++++ RECORDED DATA
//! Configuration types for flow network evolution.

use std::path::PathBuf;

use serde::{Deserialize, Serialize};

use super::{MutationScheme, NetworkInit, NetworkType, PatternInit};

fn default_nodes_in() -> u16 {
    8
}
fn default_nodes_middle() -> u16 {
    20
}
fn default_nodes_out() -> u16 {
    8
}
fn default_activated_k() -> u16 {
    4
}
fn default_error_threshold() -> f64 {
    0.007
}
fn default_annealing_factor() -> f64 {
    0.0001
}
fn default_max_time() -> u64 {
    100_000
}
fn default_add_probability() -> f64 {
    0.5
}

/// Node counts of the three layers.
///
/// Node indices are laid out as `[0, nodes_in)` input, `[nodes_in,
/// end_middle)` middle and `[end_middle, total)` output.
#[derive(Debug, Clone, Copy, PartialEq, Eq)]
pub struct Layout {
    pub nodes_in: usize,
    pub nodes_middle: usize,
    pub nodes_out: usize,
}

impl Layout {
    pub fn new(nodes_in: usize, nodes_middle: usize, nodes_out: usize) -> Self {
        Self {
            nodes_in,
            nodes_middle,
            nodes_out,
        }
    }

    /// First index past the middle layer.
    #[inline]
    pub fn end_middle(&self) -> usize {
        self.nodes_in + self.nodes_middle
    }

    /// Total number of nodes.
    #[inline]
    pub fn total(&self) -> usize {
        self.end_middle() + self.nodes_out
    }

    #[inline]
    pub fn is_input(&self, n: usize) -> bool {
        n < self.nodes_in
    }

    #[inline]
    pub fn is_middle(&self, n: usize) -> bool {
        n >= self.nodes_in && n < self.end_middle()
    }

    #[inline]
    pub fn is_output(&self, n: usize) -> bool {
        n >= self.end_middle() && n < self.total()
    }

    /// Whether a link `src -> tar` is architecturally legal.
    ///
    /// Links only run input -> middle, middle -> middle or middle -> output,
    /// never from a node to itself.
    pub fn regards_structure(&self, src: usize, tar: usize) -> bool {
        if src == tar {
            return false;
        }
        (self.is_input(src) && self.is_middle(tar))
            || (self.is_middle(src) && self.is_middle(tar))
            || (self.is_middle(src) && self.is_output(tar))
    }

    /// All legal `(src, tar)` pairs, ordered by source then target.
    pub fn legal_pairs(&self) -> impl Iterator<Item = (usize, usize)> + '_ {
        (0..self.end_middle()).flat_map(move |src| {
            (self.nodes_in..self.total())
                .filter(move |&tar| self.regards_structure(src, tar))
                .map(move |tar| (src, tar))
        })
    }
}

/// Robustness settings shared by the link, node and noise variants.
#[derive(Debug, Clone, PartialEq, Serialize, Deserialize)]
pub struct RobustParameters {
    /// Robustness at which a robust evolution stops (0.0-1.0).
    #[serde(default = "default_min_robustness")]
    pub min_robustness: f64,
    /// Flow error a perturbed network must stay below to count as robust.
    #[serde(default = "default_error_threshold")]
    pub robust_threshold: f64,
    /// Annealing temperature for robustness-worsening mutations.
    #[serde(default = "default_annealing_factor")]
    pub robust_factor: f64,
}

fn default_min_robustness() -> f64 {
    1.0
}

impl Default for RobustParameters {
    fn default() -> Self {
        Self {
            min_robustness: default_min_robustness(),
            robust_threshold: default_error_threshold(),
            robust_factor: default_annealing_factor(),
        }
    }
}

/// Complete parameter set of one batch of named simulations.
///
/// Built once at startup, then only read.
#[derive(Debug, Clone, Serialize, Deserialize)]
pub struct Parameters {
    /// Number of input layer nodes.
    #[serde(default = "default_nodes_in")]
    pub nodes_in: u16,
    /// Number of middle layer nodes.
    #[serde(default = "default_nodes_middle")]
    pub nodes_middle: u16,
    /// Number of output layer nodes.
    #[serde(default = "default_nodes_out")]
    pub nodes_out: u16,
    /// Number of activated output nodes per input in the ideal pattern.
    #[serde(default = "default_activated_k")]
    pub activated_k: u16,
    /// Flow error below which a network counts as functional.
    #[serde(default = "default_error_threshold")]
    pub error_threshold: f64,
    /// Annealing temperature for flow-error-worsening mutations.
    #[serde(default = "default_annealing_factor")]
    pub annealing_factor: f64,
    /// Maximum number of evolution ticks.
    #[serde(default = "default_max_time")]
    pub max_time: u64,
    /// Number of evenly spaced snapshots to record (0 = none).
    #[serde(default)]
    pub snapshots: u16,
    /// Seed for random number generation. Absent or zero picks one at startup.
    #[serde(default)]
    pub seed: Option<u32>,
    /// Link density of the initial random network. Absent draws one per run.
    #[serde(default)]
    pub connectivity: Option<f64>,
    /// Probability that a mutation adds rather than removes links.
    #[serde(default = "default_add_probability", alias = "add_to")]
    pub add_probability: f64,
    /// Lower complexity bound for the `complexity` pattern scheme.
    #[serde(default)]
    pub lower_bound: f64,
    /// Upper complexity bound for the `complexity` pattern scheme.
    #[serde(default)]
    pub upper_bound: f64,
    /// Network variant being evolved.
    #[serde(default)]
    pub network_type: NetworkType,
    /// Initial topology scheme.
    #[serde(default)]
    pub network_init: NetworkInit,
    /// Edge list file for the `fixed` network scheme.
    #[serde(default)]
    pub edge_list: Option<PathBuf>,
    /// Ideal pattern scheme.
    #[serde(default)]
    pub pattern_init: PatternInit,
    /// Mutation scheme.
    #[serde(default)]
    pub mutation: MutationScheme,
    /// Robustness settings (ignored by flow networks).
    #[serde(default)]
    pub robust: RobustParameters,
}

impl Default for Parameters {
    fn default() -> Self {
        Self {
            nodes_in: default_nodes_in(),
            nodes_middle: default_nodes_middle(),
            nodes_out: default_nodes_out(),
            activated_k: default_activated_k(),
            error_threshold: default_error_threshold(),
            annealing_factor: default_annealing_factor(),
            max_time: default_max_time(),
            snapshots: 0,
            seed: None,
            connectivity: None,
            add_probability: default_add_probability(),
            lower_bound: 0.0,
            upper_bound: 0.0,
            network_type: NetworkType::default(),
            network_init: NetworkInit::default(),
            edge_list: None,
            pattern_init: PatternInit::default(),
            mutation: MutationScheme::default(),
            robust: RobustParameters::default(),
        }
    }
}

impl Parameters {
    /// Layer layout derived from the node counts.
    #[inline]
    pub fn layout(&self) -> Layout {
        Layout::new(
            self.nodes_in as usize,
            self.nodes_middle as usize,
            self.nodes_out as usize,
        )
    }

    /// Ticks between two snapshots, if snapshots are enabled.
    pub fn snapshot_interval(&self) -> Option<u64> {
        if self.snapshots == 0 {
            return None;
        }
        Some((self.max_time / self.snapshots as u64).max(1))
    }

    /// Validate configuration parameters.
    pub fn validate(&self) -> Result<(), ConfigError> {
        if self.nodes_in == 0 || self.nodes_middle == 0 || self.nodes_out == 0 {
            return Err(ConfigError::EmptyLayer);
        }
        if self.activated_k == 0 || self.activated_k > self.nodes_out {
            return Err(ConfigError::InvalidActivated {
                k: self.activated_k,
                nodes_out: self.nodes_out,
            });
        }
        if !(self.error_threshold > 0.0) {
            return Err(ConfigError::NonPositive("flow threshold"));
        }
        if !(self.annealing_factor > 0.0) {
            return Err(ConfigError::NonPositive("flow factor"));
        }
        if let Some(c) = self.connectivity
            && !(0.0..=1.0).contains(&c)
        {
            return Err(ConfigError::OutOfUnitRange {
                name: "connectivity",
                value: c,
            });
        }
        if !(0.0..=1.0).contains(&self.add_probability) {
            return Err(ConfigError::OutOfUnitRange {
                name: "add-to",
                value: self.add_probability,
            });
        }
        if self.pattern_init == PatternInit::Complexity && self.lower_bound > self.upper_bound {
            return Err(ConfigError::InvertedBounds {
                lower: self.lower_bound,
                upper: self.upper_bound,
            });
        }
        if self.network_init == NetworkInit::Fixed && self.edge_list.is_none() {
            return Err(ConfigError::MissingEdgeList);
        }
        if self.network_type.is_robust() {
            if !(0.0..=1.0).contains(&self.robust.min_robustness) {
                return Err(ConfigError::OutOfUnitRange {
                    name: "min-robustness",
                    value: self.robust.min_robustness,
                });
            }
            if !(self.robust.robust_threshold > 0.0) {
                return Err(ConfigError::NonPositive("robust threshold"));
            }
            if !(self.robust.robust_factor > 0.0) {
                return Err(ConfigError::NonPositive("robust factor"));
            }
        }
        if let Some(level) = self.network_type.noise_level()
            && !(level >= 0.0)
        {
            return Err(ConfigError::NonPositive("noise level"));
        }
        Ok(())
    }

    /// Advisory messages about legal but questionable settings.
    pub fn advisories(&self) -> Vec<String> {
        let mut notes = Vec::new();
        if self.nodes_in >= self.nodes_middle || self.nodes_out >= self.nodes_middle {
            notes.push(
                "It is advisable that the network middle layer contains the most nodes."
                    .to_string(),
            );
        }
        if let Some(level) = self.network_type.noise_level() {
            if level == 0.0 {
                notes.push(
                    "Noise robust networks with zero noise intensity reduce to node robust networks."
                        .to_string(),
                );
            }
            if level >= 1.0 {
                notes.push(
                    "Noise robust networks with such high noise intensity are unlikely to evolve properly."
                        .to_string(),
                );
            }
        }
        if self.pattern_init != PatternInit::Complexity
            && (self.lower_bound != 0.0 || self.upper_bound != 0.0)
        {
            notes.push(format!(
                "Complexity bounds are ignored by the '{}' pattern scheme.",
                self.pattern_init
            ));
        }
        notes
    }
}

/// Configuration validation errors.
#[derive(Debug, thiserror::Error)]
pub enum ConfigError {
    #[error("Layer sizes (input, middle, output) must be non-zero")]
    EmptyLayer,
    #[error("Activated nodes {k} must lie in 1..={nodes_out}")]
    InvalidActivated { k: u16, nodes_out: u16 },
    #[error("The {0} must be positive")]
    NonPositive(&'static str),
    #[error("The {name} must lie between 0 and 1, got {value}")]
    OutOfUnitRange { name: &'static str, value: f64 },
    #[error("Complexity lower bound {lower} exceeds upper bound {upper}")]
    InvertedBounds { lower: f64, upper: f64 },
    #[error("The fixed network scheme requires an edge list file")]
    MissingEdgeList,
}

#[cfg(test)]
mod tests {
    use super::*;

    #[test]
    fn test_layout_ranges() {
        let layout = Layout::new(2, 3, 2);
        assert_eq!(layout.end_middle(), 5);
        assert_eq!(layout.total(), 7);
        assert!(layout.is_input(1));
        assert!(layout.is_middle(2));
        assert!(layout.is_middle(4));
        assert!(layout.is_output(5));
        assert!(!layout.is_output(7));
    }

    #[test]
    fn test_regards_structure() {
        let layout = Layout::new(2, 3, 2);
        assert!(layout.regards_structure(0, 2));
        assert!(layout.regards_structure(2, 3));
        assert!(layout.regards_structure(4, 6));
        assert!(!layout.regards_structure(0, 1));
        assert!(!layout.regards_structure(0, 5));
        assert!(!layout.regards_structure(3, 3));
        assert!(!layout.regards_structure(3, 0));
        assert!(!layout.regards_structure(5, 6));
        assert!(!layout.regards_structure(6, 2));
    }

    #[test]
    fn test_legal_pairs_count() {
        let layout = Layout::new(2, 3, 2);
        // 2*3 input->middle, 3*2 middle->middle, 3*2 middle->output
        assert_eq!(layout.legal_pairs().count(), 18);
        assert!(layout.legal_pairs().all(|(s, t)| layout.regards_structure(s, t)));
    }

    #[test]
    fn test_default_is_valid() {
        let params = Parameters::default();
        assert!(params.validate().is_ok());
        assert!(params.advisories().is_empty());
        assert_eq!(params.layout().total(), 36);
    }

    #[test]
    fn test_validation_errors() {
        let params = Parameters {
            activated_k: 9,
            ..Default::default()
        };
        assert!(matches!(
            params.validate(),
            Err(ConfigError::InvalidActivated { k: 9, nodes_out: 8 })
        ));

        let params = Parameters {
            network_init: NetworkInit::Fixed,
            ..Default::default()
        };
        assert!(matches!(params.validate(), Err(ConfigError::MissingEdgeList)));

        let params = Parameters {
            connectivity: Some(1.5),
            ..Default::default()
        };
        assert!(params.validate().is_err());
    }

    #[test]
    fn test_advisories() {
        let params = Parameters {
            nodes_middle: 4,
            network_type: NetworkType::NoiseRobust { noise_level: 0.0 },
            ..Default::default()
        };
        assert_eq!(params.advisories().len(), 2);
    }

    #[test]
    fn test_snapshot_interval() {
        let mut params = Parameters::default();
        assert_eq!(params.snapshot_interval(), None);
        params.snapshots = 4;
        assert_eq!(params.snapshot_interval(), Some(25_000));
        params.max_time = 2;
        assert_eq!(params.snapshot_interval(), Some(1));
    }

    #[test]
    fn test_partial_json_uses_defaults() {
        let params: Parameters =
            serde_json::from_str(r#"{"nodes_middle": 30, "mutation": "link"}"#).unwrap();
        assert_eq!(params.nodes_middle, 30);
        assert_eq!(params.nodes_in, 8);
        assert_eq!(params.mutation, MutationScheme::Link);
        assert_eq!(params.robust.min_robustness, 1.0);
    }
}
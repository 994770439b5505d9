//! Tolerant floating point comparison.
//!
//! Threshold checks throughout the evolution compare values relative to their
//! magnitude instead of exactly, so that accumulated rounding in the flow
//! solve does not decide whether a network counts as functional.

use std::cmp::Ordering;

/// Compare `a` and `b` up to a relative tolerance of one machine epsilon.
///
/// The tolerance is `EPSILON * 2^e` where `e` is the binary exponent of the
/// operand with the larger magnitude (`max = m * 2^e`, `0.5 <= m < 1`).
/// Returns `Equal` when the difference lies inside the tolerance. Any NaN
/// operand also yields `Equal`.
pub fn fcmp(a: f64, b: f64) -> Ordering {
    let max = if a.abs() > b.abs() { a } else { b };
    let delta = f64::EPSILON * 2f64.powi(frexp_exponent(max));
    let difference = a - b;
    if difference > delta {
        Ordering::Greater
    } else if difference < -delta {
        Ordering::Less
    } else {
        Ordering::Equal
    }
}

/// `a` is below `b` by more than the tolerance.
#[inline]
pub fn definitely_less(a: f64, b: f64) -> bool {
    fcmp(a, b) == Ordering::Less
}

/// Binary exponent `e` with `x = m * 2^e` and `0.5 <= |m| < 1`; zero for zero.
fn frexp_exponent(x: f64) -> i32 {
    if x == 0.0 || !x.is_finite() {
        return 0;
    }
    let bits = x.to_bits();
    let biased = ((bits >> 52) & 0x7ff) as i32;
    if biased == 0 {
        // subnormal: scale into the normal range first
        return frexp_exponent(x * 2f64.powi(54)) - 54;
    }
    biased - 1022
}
++++++++
WHAT THE EXERCISE ASKS:
Set apart and copy each line of the records that holds the word "magnitude".

ANSWER:
//! magnitude instead of exactly, so that accumulated rounding in the flow
/// operand with the larger magnitude (`max = m * 2^e`, `0.5 <= m < 1`).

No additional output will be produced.